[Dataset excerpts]
☆ ☆ ☆ ☆
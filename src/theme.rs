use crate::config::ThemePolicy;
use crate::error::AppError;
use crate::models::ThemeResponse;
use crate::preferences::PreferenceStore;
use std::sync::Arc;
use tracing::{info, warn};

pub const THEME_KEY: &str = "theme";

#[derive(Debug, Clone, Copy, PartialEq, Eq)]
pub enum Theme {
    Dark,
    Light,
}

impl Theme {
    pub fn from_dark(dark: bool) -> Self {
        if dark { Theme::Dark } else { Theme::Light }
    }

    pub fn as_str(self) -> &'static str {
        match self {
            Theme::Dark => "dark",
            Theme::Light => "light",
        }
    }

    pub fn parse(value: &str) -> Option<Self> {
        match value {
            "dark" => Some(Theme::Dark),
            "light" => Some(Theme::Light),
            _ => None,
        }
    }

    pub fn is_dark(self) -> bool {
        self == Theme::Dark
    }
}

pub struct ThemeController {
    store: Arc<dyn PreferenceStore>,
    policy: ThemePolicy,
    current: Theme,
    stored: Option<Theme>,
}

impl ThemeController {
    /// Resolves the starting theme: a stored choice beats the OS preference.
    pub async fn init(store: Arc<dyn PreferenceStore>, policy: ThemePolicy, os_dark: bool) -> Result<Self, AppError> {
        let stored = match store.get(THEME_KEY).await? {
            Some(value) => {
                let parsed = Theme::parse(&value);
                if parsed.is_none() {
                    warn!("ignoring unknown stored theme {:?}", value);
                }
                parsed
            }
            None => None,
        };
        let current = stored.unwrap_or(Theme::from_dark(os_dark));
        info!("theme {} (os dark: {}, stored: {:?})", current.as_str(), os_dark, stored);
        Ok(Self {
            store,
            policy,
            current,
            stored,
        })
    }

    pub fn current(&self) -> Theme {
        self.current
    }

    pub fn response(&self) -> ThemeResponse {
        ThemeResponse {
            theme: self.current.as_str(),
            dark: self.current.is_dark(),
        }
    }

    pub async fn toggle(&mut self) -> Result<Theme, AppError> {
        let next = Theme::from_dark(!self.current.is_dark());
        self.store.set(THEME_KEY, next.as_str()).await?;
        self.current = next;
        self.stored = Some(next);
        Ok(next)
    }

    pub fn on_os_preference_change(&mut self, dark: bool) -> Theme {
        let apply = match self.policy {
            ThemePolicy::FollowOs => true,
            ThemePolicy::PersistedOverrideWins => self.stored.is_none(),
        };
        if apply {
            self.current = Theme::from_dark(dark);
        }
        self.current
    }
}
☆ ☆ ☆ ☆
• Your task
Nothing but the lines with "async" should be returned, copied from the entries above.

• Result
    pub async fn init(store: Arc<dyn PreferenceStore>, policy: ThemePolicy, os_dark: bool) -> Result<Self, AppError> {
    pub async fn toggle(&mut self) -> Result<Theme, AppError> {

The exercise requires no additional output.